Diary

Lynda Obst

It’s Sunday night and I’ve canceled a first date to do yoga and start my “Diary,” such is the glamorous life we movie producers live. I find that I schedule my off days so obsessively, because I am so simultaneously self-nurturing and terrified of free time that I am compulsively late for my relaxation treatments. 1) Brunch; 2) see son off to college again; 3) haircut; 4) facial; 5) yoga. I must have been so afraid of potential separation anxiety that I scheduled my way past it. When the lists finally cease, I turn on the Weather Channel, a producer’s best friend, and try to get to sleep.

Mondays are always early calls: Tomorrow is 6:30 for crew, 8ish for me, not as early as some Mondays. I am actually one of those producers who live on set, but I time my arrival for two things: My maximum newspaper/coffee time and the most effective time to subtly get the cameras rolling. Too early and the pressure of my presence is wasted; too late is, of course, too late.

We were meant to be going to New Jersey tomorrow to shoot bulls mating with cows but for the third time, rain or overcast skies have forced us to postpone. The movie, Animal Husbandry, is about a wronged woman, Ashley Judd, who attempts to recover her emotional stability by inventing a theory about male behavior based on animal behavior—the first socio-biological romantic comedy. (I have endured more conversations about bovine ovulation during prep on this show than any human movie producer can possibly need to know.)

Weather has bedeviled us on this picture. (In my younger producing days, I felt responsible for the weather: I would light candles and do incantations thinking I could reverse weather fronts, and then feel like a failure when it didn’t work. I am well over that delusion, thank God.) If the summer has been cruel to weekend renters, it has been doubly cruel to those intrepid souls who fought to shoot in New York instead of cashing in on the dollar exchange rate by shooting in Canada. Just to prove my efforts silly, every time we are supposed to be outside for summer it rains. And when we must play for winter where overcast skies would be a blessing (a necessity if you talk to the cinematographer) you can bet it’s 93 and sunny. We’ve shot Ashley Judd and Marisa Tomei roasting in winter coats in the heat, with New York Post reporters chasing them as they sweated through their wardrobe; we’ve shot them in sundresses through driving rain in Chinatown as we watched from a monitor in a fish store. This falls under the category of smells we’ll never forget.

Ah, the joys of shooting in the city. I boned myself early by telling everyone that this would be an easy picture, and true to circus form, I have been walking the constant tightrope over unimaginable potholes and dizzying drops from expensive heights, with terrified movie executives holding and withholding a net. It’s the acrobatic Peter Principle at work: Everything that can go wrong, will—from lights on the Brooklyn Bridge going out in the middle of a crucial night scene to paparazzi harassment of the movie stars. These are good problems. I could be not shooting.

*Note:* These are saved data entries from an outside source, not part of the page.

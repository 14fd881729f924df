//! oMOAHA operators and runner.
//!
//! The starting flock is the best `N` of a uniform sample and its three
//! opposition sets. Each generation every hummingbird picks a flight
//! pattern and forages:
//!
//! ```text
//! guided:      x' = t + n·D·(x − t)     t = most-unvisited flock mate
//! territorial: x' = b + n·D·b           b = self or a random archive member
//! ```
//!
//! with `n ~ N(0, 1)` and `D` the 0/1 flight mask. A child replaces its
//! parent when it dominates a member of the parent's stratum, or on a coin
//! flip when it neither dominates nor is dominated. The visit table tracks,
//! per bird, how long it has been since each flock mate was visited.

use super::config::MoahaConfig;
use crate::engine::{
    Bounds, Engine, Evaluator, GenerationContext, NoProgress, ParetoResult, ProgressObserver,
    SearchOperator,
};
use crate::error::ConfigError;
use crate::pareto::{
    counting_rank, determine_domination, dominance_cmp, Archive, Candidate, Dominance,
};
use rand::seq::index;
use rand::Rng;
use rand_distr::StandardNormal;
use std::sync::atomic::AtomicBool;
use std::sync::Arc;

/// Algorithm name reported in logs, progress events and errors.
pub const NAME: &str = "oMOAHA";

/// Flight pattern, each drawn with probability 1/3.
#[derive(Debug, Clone, Copy, PartialEq, Eq)]
pub enum Flight {
    /// A random subset of coordinates.
    Diagonal,
    /// Every coordinate.
    Omnidirectional,
    /// One random coordinate.
    Axial,
}

impl Flight {
    pub fn draw<R: Rng>(rng: &mut R) -> Self {
        let r: f64 = rng.random();
        if r < 1.0 / 3.0 {
            Flight::Diagonal
        } else if r > 2.0 / 3.0 {
            Flight::Omnidirectional
        } else {
            Flight::Axial
        }
    }

    /// 0/1 direction mask of length `dim`.
    ///
    /// A diagonal flight sets fewer than `dim − 1` coordinates when
    /// `dim > 3`, fewer than `dim` otherwise, and may set none.
    pub fn direction<R: Rng>(self, dim: usize, rng: &mut R) -> Vec<f64> {
        let mut mask = vec![0.0; dim];
        if dim == 0 {
            return mask;
        }
        match self {
            Flight::Diagonal => {
                let upper = if dim > 3 { dim - 1 } else { dim };
                let count = rng.random_range(0..upper);
                for d in index::sample(rng, dim, count) {
                    mask[d] = 1.0;
                }
            }
            Flight::Omnidirectional => mask.fill(1.0),
            Flight::Axial => mask[rng.random_range(0..dim)] = 1.0,
        }
        mask
    }
}

/// Opposite point `lb + ub − x`.
pub fn opposite(position: &[f64], bounds: &Bounds) -> Vec<f64> {
    position
        .iter()
        .enumerate()
        .map(|(d, &x)| bounds.lower()[d] + bounds.upper()[d] - x)
        .collect()
}

/// Quasi-opposite point: uniform between `x` and the midpoint.
pub fn quasi_opposite<R: Rng>(position: &[f64], bounds: &Bounds, rng: &mut R) -> Vec<f64> {
    let mid = bounds.midpoint();
    position
        .iter()
        .zip(&mid)
        .map(|(&x, &m)| {
            let r: f64 = rng.random();
            if x < m {
                x + (m - x) * r
            } else {
                m + (x - m) * r
            }
        })
        .collect()
}

/// Quasi-reflected point: uniform between the midpoint and the opposite.
pub fn quasi_reflected<R: Rng>(position: &[f64], bounds: &Bounds, rng: &mut R) -> Vec<f64> {
    let mid = bounds.midpoint();
    opposite(position, bounds)
        .into_iter()
        .zip(position.iter().zip(&mid))
        .map(|(opp, (&x, &m))| {
            let r: f64 = rng.random();
            if x < m {
                m + (opp - m) * r
            } else {
                m - (m - opp) * r
            }
        })
        .collect()
}

/// Flock mate with the highest visit level in `visits`, skipping `agent`.
///
/// Ties are broken uniformly among the tied mates that no other tied mate
/// dominates.
pub fn guided_target<R: Rng>(
    visits: &[f64],
    agent: usize,
    flock: &[Candidate],
    rng: &mut R,
) -> usize {
    let mut best = f64::NEG_INFINITY;
    let mut tied: Vec<usize> = Vec::new();
    for (i, &level) in visits.iter().enumerate() {
        if i == agent {
            continue;
        }
        if level > best {
            best = level;
            tied.clear();
            tied.push(i);
        } else if level == best {
            tied.push(i);
        }
    }

    match tied.len() {
        0 => agent,
        1 => tied[0],
        _ => {
            let mut subset: Vec<Candidate> = tied.iter().map(|&i| flock[i].clone()).collect();
            determine_domination(&mut subset);
            let open: Vec<usize> = tied
                .iter()
                .zip(&subset)
                .filter(|(_, c)| !c.dominated)
                .map(|(&i, _)| i)
                .collect();
            let pool = if open.is_empty() { &tied } else { &open };
            pool[rng.random_range(0..pool.len())]
        }
    }
}

fn max_off_diagonal(row: &[f64], i: usize) -> f64 {
    row.iter()
        .enumerate()
        .filter(|&(j, _)| j != i)
        .map(|(_, &v)| v)
        .fold(f64::NEG_INFINITY, f64::max)
}

#[derive(Debug, Clone, Copy, PartialEq, Eq)]
enum Forage {
    Guided { target: usize },
    Territorial,
}

/// Hummingbird flock state: visit table plus the plan of the generation
/// in flight.
#[derive(Debug, Clone)]
pub struct MoahaOperator {
    population_size: usize,
    migration_interval: usize,

    visits: Vec<Vec<f64>>,
    plan: Vec<Forage>,
    strata: Vec<Vec<usize>>,
    stratum_of: Vec<usize>,
    migrating: bool,
}

impl MoahaOperator {
    pub fn new(config: &MoahaConfig) -> Self {
        Self {
            population_size: config.engine.population_size,
            migration_interval: config.migration_interval().max(1),
            visits: Vec::new(),
            plan: Vec::new(),
            strata: Vec::new(),
            stratum_of: Vec::new(),
            migrating: false,
        }
    }

    /// `N × N` visit table; row `i` holds how long bird `i` has not visited
    /// each flock mate.
    pub fn visit_table(&self) -> &[Vec<f64>] {
        &self.visits
    }

    /// Whether `child` replaces bird `agent`, judged against the bird's
    /// stratum at the start of the generation. The first mate that
    /// dominates or is dominated by the child settles the verdict.
    fn accepts<R: Rng>(
        &self,
        agent: usize,
        child: &Candidate,
        flock: &[Candidate],
        rng: &mut R,
    ) -> bool {
        let mates = self
            .stratum_of
            .get(agent)
            .and_then(|&s| self.strata.get(s));

        let mut verdict = Dominance::Neither;
        for &mate in mates.into_iter().flatten() {
            match dominance_cmp(&child.objectives, &flock[mate].objectives) {
                Dominance::Neither => continue,
                found => {
                    verdict = found;
                    break;
                }
            }
        }

        let coin: f64 = rng.random();
        match verdict {
            Dominance::Left => true,
            Dominance::Right => false,
            Dominance::Neither => coin > 0.5,
        }
    }

    /// Marks bird `agent` as freshly visited: every other bird's entry for
    /// it becomes its own off-diagonal maximum plus one.
    fn mark_visited(&mut self, agent: usize) {
        let maxima: Vec<f64> = self
            .visits
            .iter()
            .enumerate()
            .map(|(i, row)| max_off_diagonal(row, i))
            .collect();
        for (i, row) in self.visits.iter_mut().enumerate() {
            if i != agent {
                row[agent] = maxima[i] + 1.0;
            }
        }
    }

    fn rank_flock(&mut self, flock: &[Candidate]) {
        let mut ranked = flock.to_vec();
        self.strata = counting_rank(&mut ranked);
        self.stratum_of = vec![0; flock.len()];
        for (s, stratum) in self.strata.iter().enumerate() {
            for &i in stratum {
                self.stratum_of[i] = s;
            }
        }
    }
}

impl SearchOperator for MoahaOperator {
    fn name(&self) -> &'static str {
        NAME
    }

    fn initial_extension<R: Rng>(
        &mut self,
        population: &[Candidate],
        bounds: &Bounds,
        rng: &mut R,
    ) -> Vec<Vec<f64>> {
        let mut extension = Vec::with_capacity(3 * population.len());
        extension.extend(population.iter().map(|c| opposite(&c.position, bounds)));
        extension.extend(
            population
                .iter()
                .map(|c| quasi_opposite(&c.position, bounds, rng)),
        );
        extension.extend(
            population
                .iter()
                .map(|c| quasi_reflected(&c.position, bounds, rng)),
        );
        extension
    }

    fn initialize<R: Rng>(
        &mut self,
        population: Vec<Candidate>,
        _bounds: &Bounds,
        _rng: &mut R,
    ) -> Vec<Candidate> {
        let mut pool = population;
        let strata = counting_rank(&mut pool);
        let n = self.population_size.min(pool.len());
        let order: Vec<usize> = strata.into_iter().flatten().take(n).collect();

        let mut slots: Vec<Option<Candidate>> = pool.into_iter().map(Some).collect();
        let flock: Vec<Candidate> = order.iter().filter_map(|&i| slots[i].take()).collect();

        self.visits = vec![vec![0.0; flock.len()]; flock.len()];
        flock
    }

    fn propose<R: Rng>(
        &mut self,
        ctx: &GenerationContext<'_>,
        population: &[Candidate],
        archive: &Archive,
        rng: &mut R,
    ) -> Vec<Vec<f64>> {
        let n = population.len();
        let dim = ctx.bounds.dimension();
        if self.visits.len() != n {
            self.visits = vec![vec![0.0; n]; n];
        }
        self.rank_flock(population);
        self.plan.clear();

        let members = archive.members();
        let mut proposals: Vec<Vec<f64>> = Vec::with_capacity(n);
        for (i, bird) in population.iter().enumerate() {
            let mask = Flight::draw(rng).direction(dim, rng);
            let x = &bird.position;

            if rng.random::<f64>() < 0.5 {
                let target = guided_target(&self.visits[i], i, population, rng);
                let step: f64 = rng.sample(StandardNormal);
                let t = &population[target].position;
                proposals.push(
                    (0..dim)
                        .map(|d| t[d] + step * mask[d] * (x[d] - t[d]))
                        .collect(),
                );
                self.plan.push(Forage::Guided { target });
            } else {
                let around_self = rng.random::<f64>() > 0.5;
                let step: f64 = rng.sample(StandardNormal);
                let base: &[f64] = if around_self || members.is_empty() {
                    x
                } else {
                    &members[rng.random_range(0..members.len())].position
                };
                proposals.push(
                    base.iter()
                        .zip(&mask)
                        .map(|(&b, &m)| b + step * m * b)
                        .collect(),
                );
                self.plan.push(Forage::Territorial);
            }
        }

        // the worst stratum is only known after foraging, so sample a
        // landing spot for every bird
        self.migrating = ctx.generation % self.migration_interval == 0;
        if self.migrating {
            proposals.extend((0..n).map(|_| ctx.bounds.sample(rng)));
        }

        proposals
    }

    fn select<R: Rng>(
        &mut self,
        ctx: &GenerationContext<'_>,
        population: Vec<Candidate>,
        offspring: &[Candidate],
        rng: &mut R,
    ) -> Vec<Candidate> {
        let mut flock = population;
        let n = flock.len();

        for (i, child) in offspring.iter().take(n).enumerate() {
            let accepted = self.accepts(i, child, &flock, rng);
            if let Some(Forage::Guided { target }) = self.plan.get(i) {
                self.visits[i][*target] = 0.0;
            }
            for level in self.visits[i].iter_mut() {
                *level += 1.0;
            }
            if accepted {
                flock[i] = child.clone();
                self.mark_visited(i);
            }
        }

        if !std::mem::take(&mut self.migrating) {
            return flock;
        }

        self.rank_flock(&flock);
        let migrants = self.strata.last().cloned().unwrap_or_default();
        log::debug!(
            "{NAME}: generation {}, migrating {} birds",
            ctx.generation,
            migrants.len()
        );
        for (k, &bird) in migrants.iter().enumerate() {
            if let Some(migrant) = offspring.get(n + k) {
                flock[bird] = migrant.clone();
                for level in self.visits[bird].iter_mut() {
                    *level += 1.0;
                }
                self.mark_visited(bird);
            }
        }

        flock
    }
}

/// Executes oMOAHA.
pub struct MoahaRunner;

We’re a studio movie trying to run and gun like an indie. We work in indie land, right near my Slate cohort Christine Vachon’s office (or so I hear) and within walking distance of the TriBeCa screening room, restaurant, and everything else Robert De Niro owns downtown. (Everything there is, it seems. Unless it’s about to be bought by Harvey for Gwyneth.) In the past, on Sleepless, Fisher King, One Fine Day, and The Siege, all unabashedly studio movies, our offices were in midtown. Now we’re hipsters, competing with dot-commers for space. We work in a hole. I knew the neighborhood of my production office on Laight Street was the real thing when descending from the freight elevator (right next to the entrance to the Holland Tunnel, a source of pure hell for our soundman and teamsters), I walked into a gaggle of drag queens being shot by Abel Ferrara. There’s guerrilla filmmaking and then there’s us, the poseur: studio movie not given quite enough movie to get comfortable, but with suits conducting oversight visits, all too regularly. (But on the upside, we won’t run out of money if we get into real trouble.) Our Fox benefactors like to act as if we are their impoverished indie stepchild. If, for example, there is something that we want—an extra day of shooting, fair rates for our crew, a built set—it is poor Rupert time. No more money. But should it be on their agenda—an actor they want to pay for, a new scene they want to shoot—suddenly Rupert is rich again. Fortunately this is an old song for me, I know the tune, and my studio guys know I know it. So, they cage-rattle, and I don’t scare, and then everything goes on as it would, until the lights on the bridge go out! Every day a new surprise. I always say that every movie teaches you something you didn’t know. And I had the infinite hubris to think I knew everything about making chix flix by now. (Let’s hear it from the guys on the Net who hate chix flix.) But so far on this movie—we’re over halfway through—I have learned something much more powerful than blowing up buses (the many pleasures of which I discovered on my last one). A little late, I have come to realize the ultimate movie truth: There is no such thing as an easy movie. That’s life under the big top. Let’s see what fresh hell Monday brings. It better not be sunny. Or producer’s jail for Lynda.